# Exercise data
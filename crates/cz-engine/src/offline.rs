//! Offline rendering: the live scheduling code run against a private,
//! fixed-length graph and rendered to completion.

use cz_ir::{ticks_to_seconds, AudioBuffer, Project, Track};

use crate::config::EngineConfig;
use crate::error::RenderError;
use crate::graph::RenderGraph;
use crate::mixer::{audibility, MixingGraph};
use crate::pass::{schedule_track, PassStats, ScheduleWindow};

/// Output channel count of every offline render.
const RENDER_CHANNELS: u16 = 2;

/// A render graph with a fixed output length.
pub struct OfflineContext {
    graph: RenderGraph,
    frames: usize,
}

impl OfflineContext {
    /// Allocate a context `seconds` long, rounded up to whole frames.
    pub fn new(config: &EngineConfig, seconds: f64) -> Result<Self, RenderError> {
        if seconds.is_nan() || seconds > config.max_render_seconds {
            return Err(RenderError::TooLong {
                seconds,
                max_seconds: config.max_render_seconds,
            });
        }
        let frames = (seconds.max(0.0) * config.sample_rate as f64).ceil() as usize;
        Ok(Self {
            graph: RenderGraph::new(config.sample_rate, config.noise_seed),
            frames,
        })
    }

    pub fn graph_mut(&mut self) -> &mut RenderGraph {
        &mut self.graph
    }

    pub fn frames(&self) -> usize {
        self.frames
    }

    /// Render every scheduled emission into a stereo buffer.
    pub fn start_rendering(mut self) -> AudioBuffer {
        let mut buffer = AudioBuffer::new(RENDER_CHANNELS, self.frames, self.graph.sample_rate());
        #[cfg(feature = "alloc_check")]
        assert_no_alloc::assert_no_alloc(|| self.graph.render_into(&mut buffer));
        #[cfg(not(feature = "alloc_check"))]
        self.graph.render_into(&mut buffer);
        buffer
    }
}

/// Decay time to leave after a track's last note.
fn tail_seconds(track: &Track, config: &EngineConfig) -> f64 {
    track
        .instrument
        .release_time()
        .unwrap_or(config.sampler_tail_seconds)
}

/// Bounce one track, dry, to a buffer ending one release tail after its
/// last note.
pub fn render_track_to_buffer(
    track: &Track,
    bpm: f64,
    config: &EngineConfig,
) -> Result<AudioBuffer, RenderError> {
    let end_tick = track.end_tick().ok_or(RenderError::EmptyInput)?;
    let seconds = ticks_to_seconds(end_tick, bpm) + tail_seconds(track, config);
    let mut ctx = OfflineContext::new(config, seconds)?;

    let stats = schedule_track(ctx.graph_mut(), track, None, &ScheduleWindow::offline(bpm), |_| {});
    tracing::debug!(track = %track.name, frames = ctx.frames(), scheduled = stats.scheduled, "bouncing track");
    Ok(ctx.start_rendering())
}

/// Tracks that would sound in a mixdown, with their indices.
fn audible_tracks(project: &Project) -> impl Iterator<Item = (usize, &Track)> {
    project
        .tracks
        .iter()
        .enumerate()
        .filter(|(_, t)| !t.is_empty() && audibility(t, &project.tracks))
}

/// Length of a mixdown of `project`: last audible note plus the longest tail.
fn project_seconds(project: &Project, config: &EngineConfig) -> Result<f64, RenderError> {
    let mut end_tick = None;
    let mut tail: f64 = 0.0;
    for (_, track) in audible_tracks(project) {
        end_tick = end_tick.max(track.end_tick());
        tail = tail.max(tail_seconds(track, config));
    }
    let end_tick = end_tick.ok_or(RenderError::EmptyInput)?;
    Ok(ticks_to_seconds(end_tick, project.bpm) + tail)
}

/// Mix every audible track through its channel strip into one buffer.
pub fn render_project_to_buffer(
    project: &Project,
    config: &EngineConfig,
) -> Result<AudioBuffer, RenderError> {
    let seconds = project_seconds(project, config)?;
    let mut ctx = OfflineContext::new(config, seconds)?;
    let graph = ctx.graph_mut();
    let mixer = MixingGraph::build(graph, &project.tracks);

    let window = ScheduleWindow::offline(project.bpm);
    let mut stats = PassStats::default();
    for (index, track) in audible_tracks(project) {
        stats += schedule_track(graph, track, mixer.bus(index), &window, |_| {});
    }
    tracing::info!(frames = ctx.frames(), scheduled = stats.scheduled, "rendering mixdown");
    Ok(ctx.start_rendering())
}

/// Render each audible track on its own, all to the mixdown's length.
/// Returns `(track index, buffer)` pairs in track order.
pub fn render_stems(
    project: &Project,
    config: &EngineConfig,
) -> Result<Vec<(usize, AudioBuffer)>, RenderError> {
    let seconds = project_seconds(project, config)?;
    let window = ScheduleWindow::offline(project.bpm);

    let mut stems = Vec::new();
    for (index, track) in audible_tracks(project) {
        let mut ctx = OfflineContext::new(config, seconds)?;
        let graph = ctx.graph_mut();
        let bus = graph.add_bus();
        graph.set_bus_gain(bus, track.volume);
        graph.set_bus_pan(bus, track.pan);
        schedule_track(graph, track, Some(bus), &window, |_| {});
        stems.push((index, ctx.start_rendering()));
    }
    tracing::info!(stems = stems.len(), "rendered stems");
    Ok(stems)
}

==

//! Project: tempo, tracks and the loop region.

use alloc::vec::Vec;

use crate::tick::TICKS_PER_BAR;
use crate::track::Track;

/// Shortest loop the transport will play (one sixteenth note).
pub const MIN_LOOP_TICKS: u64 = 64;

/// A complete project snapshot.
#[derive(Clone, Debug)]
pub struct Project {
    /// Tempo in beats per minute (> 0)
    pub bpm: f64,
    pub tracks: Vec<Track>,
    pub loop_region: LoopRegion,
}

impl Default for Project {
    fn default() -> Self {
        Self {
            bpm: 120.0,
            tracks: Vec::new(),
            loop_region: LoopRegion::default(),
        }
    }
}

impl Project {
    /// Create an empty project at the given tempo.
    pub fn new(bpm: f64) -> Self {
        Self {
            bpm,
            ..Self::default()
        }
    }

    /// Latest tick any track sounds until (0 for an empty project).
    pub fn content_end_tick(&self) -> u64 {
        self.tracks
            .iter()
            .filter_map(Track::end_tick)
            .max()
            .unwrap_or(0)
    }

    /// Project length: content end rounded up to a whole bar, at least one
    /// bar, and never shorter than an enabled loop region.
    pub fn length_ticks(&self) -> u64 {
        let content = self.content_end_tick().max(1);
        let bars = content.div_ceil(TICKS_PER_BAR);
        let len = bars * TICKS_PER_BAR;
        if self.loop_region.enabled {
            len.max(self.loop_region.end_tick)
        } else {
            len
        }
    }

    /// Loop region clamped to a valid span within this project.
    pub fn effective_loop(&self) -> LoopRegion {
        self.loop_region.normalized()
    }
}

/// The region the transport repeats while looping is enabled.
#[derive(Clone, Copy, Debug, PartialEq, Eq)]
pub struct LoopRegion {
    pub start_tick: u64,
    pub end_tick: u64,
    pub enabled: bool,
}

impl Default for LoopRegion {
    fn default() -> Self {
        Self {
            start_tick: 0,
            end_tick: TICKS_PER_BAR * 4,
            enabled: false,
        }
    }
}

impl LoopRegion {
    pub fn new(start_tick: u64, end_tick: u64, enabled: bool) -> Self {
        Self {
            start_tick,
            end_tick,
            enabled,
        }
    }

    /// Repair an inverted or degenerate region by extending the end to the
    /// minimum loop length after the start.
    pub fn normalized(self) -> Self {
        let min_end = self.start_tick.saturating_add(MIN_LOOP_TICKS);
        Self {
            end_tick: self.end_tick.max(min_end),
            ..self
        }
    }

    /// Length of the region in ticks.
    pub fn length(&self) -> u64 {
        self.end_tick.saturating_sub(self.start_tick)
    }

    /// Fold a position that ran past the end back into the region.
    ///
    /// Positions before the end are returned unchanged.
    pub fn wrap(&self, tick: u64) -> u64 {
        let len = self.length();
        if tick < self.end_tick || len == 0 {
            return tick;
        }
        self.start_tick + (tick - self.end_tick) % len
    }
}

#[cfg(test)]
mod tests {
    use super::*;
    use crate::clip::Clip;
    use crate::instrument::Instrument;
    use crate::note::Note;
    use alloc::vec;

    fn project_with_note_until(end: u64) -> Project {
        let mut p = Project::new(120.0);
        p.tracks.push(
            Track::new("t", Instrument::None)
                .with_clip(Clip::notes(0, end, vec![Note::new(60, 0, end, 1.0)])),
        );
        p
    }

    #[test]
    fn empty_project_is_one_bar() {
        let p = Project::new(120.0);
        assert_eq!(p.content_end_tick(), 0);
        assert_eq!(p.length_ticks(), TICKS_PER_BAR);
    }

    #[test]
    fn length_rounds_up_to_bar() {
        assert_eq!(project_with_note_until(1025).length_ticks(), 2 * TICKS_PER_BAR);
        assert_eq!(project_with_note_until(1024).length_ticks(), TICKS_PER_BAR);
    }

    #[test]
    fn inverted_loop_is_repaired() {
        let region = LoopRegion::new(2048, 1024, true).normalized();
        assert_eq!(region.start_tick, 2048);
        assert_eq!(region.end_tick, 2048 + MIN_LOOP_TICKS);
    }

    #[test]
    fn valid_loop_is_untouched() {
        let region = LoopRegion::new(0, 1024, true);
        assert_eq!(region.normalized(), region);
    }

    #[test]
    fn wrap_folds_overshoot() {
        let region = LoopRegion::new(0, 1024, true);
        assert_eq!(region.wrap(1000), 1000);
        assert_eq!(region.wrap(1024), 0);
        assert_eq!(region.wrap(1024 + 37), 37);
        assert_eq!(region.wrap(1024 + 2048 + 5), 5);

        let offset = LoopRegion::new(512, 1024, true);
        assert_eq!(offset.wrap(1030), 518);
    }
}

# About this exercise
Once the lines above that include "transport" are counted, report the number and nothing else.

# Expected answer
2